Six teams from the six high-major conferences are under .500: Missouri, Oklahoma, Texas, DePaul, St. John's, Oregon State— Dave Matter (@Dave_Matter) January 11, 2017
Currently at 184 in Ken Pomeroy’s rankings, Missouri joins Oregon State (250) as the two worst power conference teams in the country. They’re the two lowest ranked and they’re the only two to have not beaten another power conference team.
0-18 and 5-26 are scary numbers. Analytics say Mizzou will get a few wins along the way, that at some point the odds will break their way and they’ll win a game. But look at the schedule, and it gets very hard to see where the wins come in.
The last three games since Kim Anderson made his lineup changes, the Tigers have been more... eh, competitive. Their point totals have gone up, but those efforts have been against two of the three worst teams in the SEC, only one of which they see again.

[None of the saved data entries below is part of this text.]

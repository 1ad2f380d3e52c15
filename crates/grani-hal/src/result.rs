//! Unified result handling: per-job counts and cross-trial aggregation.
//!
//! Every backend, whatever its wire format, produces an [`ExecutionResult`]
//! holding a [`Counts`] mapping from canonical bitstrings to observed
//! occurrence counts. A canonical bitstring has exactly the width of the
//! measured classical register, most-significant bit first (classical bit
//! `W-1` leftmost).
//!
//! [`Aggregate`] folds per-trial counts into a running total and reports a
//! ranked summary — the output side of a multi-trial amplification run.

use rustc_hash::FxHashMap;
use serde::{Deserialize, Serialize};

/// Render a value as a zero-padded binary string of the given width.
///
/// Values that need more than `width` bits produce a longer string; callers
/// are expected to range-check first.
pub fn to_bitstring(value: u64, width: usize) -> String {
    format!("{value:0width$b}")
}

/// Parse a binary string back into its value.
///
/// Returns `None` for empty strings or strings containing anything other
/// than 0/1.
pub fn from_bitstring(bits: &str) -> Option<u64> {
    if bits.is_empty() {
        return None;
    }
    u64::from_str_radix(bits, 2).ok()
}

/// Measurement counts: canonical bitstring → number of observations.
#[derive(Debug, Clone, Default, PartialEq, Eq, Serialize, Deserialize)]
#[serde(transparent)]
pub struct Counts {
    counts: FxHashMap<String, u64>,
}

impl Counts {
    /// Create an empty counts mapping.
    pub fn new() -> Self {
        Self::default()
    }

    /// Add `count` observations of `bitstring`.
    pub fn insert(&mut self, bitstring: impl Into<String>, count: u64) {
        *self.counts.entry(bitstring.into()).or_insert(0) += count;
    }

    /// Get the count for a bitstring (0 if never observed).
    pub fn get(&self, bitstring: &str) -> u64 {
        self.counts.get(bitstring).copied().unwrap_or(0)
    }

    /// Total number of observations across all outcomes.
    pub fn total_shots(&self) -> u64 {
        self.counts.values().sum()
    }

    /// The most frequently observed outcome.
    pub fn most_frequent(&self) -> Option<(&str, u64)> {
        self.counts
            .iter()
            .max_by_key(|&(_, &count)| count)
            .map(|(bits, &count)| (bits.as_str(), count))
    }

    /// Outcomes sorted by descending count.
    pub fn sorted(&self) -> Vec<(&String, &u64)> {
        let mut entries: Vec<_> = self.counts.iter().collect();
        entries.sort_by(|a, b| b.1.cmp(a.1).then_with(|| a.0.cmp(b.0)));
        entries
    }

    /// Iterate over (bitstring, count) pairs in arbitrary order.
    pub fn iter(&self) -> impl Iterator<Item = (&String, &u64)> {
        self.counts.iter()
    }

    /// Number of distinct outcomes.
    pub fn len(&self) -> usize {
        self.counts.len()
    }

    /// Whether no outcome was observed.
    pub fn is_empty(&self) -> bool {
        self.counts.is_empty()
    }
}

impl FromIterator<(String, u64)> for Counts {
    fn from_iter<I: IntoIterator<Item = (String, u64)>>(iter: I) -> Self {
        let mut counts = Counts::new();
        for (bits, count) in iter {
            counts.insert(bits, count);
        }
        counts
    }
}

/// Result of executing a circuit on a backend.
#[derive(Debug, Clone, Serialize, Deserialize)]
pub struct ExecutionResult {
    /// Measurement counts.
    pub counts: Counts,
    /// Number of shots executed.
    pub shots: u32,
    /// Execution time in milliseconds, if reported.
    #[serde(skip_serializing_if = "Option::is_none")]
    pub execution_time_ms: Option<u64>,
}

impl ExecutionResult {
    /// Create a new execution result.
    pub fn new(counts: Counts, shots: u32) -> Self {
        Self {
            counts,
            shots,
            execution_time_ms: None,
        }
    }

    /// Attach an execution time.
    pub fn with_execution_time(mut self, millis: u64) -> Self {
        self.execution_time_ms = Some(millis);
        self
    }
}

/// Running aggregate of counts across repeated trials.
///
/// Per-trial counts are folded in as they arrive and not retained. After
/// `T` trials of `S` shots each the aggregate total is `T × S` (modulo
/// backend-reported shot loss, which is passed through untouched).
#[derive(Debug, Clone)]
pub struct Aggregate {
    totals: FxHashMap<String, u64>,
    /// First-seen insertion order, used for stable tie-breaking.
    order: Vec<String>,
    shots_per_trial: u32,
    trials: u32,
}

impl Aggregate {
    /// Create an empty aggregate for trials of `shots_per_trial` shots.
    pub fn new(shots_per_trial: u32) -> Self {
        Self {
            totals: FxHashMap::default(),
            order: Vec::new(),
            shots_per_trial,
            trials: 0,
        }
    }

    /// Fold one trial's counts into the running totals.
    pub fn fold(&mut self, counts: &Counts) {
        self.trials += 1;
        // Deterministic fold order keeps first-seen ranking reproducible.
        for (bitstring, &count) in counts.sorted() {
            match self.totals.get_mut(bitstring) {
                Some(total) => *total += count,
                None => {
                    self.totals.insert(bitstring.clone(), count);
                    self.order.push(bitstring.clone());
                }
            }
        }
    }

    /// Number of trials folded so far.
    pub fn trials(&self) -> u32 {
        self.trials
    }

    /// Aggregate count for an outcome (0 if never observed).
    pub fn get(&self, bitstring: &str) -> u64 {
        self.totals.get(bitstring).copied().unwrap_or(0)
    }

    /// Expected total: `trials × shots_per_trial`.
    pub fn expected_total(&self) -> u64 {
        u64::from(self.trials) * u64::from(self.shots_per_trial)
    }

    /// Actual total of all folded counts.
    pub fn total(&self) -> u64 {
        self.totals.values().sum()
    }

    /// Outcomes by descending aggregate count, ties stable by first-seen
    /// order.
    pub fn ranked(&self) -> Vec<(&str, u64)> {
        let mut entries: Vec<(&str, u64)> = self
            .order
            .iter()
            .map(|bits| (bits.as_str(), self.totals[bits]))
            .collect();
        // Vec::sort_by is stable, so equal counts keep first-seen order.
        entries.sort_by(|a, b| b.1.cmp(&a.1));
        entries
    }

    /// An outcome's share of the expected total, as a percentage.
    ///
    /// Returns 0.0 for outcomes never observed or before any trial ran.
    pub fn percentage(&self, bitstring: &str) -> f64 {
        let expected = self.expected_total();
        if expected == 0 {
            return 0.0;
        }
        self.get(bitstring) as f64 / expected as f64 * 100.0
    }
}

#[cfg(test)]
mod tests {
    use super::*;
    use proptest::prelude::*;

    #[test]
    fn test_counts_accumulate() {
        let mut counts = Counts::new();
        counts.insert("011", 1);
        counts.insert("011", 1);
        counts.insert("100", 5);

        assert_eq!(counts.get("011"), 2);
        assert_eq!(counts.get("100"), 5);
        assert_eq!(counts.get("000"), 0);
        assert_eq!(counts.total_shots(), 7);
        assert_eq!(counts.len(), 2);
    }

    #[test]
    fn test_counts_most_frequent() {
        let counts: Counts = [("011".to_string(), 900), ("100".to_string(), 124)]
            .into_iter()
            .collect();
        assert_eq!(counts.most_frequent(), Some(("011", 900)));
    }

    #[test]
    fn test_counts_sorted_descending() {
        let counts: Counts = [
            ("000".to_string(), 10),
            ("011".to_string(), 900),
            ("100".to_string(), 124),
        ]
        .into_iter()
        .collect();

        let sorted = counts.sorted();
        assert_eq!(sorted[0].0, "011");
        assert_eq!(sorted[1].0, "100");
        assert_eq!(sorted[2].0, "000");
    }

    #[test]
    fn test_execution_result() {
        let mut counts = Counts::new();
        counts.insert("00", 1000);
        let result = ExecutionResult::new(counts, 1000).with_execution_time(12);

        assert_eq!(result.shots, 1000);
        assert_eq!(result.execution_time_ms, Some(12));
        assert_eq!(result.counts.total_shots(), 1000);
    }

    #[test]
    fn test_aggregate_sums_per_outcome() {
        let first: Counts = [("011".to_string(), 600)].into_iter().collect();
        let second: Counts = [("011".to_string(), 500), ("100".to_string(), 20)]
            .into_iter()
            .collect();

        let mut agg = Aggregate::new(1024);
        agg.fold(&first);
        agg.fold(&second);

        assert_eq!(agg.trials(), 2);
        assert_eq!(agg.get("011"), 1100);
        assert_eq!(agg.get("100"), 20);
        assert_eq!(agg.expected_total(), 2048);
        assert!((agg.percentage("011") - 53.7109375).abs() < 1e-9);
        assert_eq!(agg.percentage("110"), 0.0);
    }

    #[test]
    fn test_aggregate_total_invariant() {
        let mut agg = Aggregate::new(100);
        for _ in 0..5 {
            let trial: Counts = [("00".to_string(), 60), ("11".to_string(), 40)]
                .into_iter()
                .collect();
            agg.fold(&trial);
        }
        assert_eq!(agg.total(), 500);
        assert_eq!(agg.total(), agg.expected_total());
    }

    #[test]
    fn test_aggregate_ranked_stable_ties() {
        let first: Counts = [("010".to_string(), 7), ("101".to_string(), 3)]
            .into_iter()
            .collect();
        let second: Counts = [("101".to_string(), 1), ("111".to_string(), 7)]
            .into_iter()
            .collect();

        let mut agg = Aggregate::new(10);
        agg.fold(&first);
        agg.fold(&second);

        // 010 and 111 both total 7; 010 was seen first and must rank first.
        let ranked = agg.ranked();
        assert_eq!(ranked[0], ("010", 7));
        assert_eq!(ranked[1], ("111", 7));
        assert_eq!(ranked[2], ("101", 4));
    }

    #[test]
    fn test_empty_aggregate_percentage() {
        let agg = Aggregate::new(1024);
        assert_eq!(agg.percentage("011"), 0.0);
    }

    #[test]
    fn test_to_bitstring_pads() {
        assert_eq!(to_bitstring(0, 3), "000");
        assert_eq!(to_bitstring(3, 3), "011");
        assert_eq!(to_bitstring(7, 3), "111");
        assert_eq!(to_bitstring(1, 5), "00001");
    }

    #[test]
    fn test_from_bitstring() {
        assert_eq!(from_bitstring("011"), Some(3));
        assert_eq!(from_bitstring("000"), Some(0));
        assert_eq!(from_bitstring(""), None);
        assert_eq!(from_bitstring("01x"), None);
    }

    proptest! {
        #[test]
        fn prop_bitstring_round_trip(value in 0u64..8) {
            let bits = to_bitstring(value, 3);
            prop_assert_eq!(bits.len(), 3);
            prop_assert_eq!(from_bitstring(&bits), Some(value));
        }

        #[test]
        fn prop_bitstring_round_trip_wide(value: u16) {
            let bits = to_bitstring(u64::from(value), 16);
            prop_assert_eq!(bits.len(), 16);
            prop_assert_eq!(from_bitstring(&bits), Some(u64::from(value)));
        }
    }
}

LSU, the 13th best team in the SEC, got B-L-A-S-T-E-D on the road against a very average Texas A&M team. Johnny Jones has led his Tigers to one SEC win so far, against Mizzou. Auburn, probably the 12th best team in the SEC, has etched one SEC win so far this season, against Mizzou.
You go around the SEC and the league isn’t good (outside of Kentucky, Florida and I’ll be nice and include South Carolina). Every team has enormous flaws and on most nights look terrible, but they’re all better and more consistent than Mizzou.
Alabama isn’t good but has started SEC play 2-1 with wins over Vandy and Mississippi State. The Tide’s next three games are against LSU, Missouri and Auburn. You have to figure they are eyeing a 5-1 start to league play, so a home let down to the Tigers seems unlikely. Ole Miss is actually pretty good offensively, something Mizzou isn’t. Mississippi State on the road? South Carolina at home (hey, it happened last year, right?)? On the road at Florida? I mean, the schedule is doing Mizzou no favors.
So yes, things are bad. It’s hard to see them getting better. All the team has to do is find a way to keep fighting and then hope a few guys get hot for an entire game instead of just a half or a short stretch of a half.
Seeing more of K.J. Walton and Jordan Barnett gives a glimmer of hope. Walton is up over a double digit average in the last three games, and Barnett has been averaging 17.6 points and 8.3 rebounds over the same span. Terrence Phillips seems to be playing a little better. If Mizzou could get Kevin Puryear going after a couple rough games, who knows... right?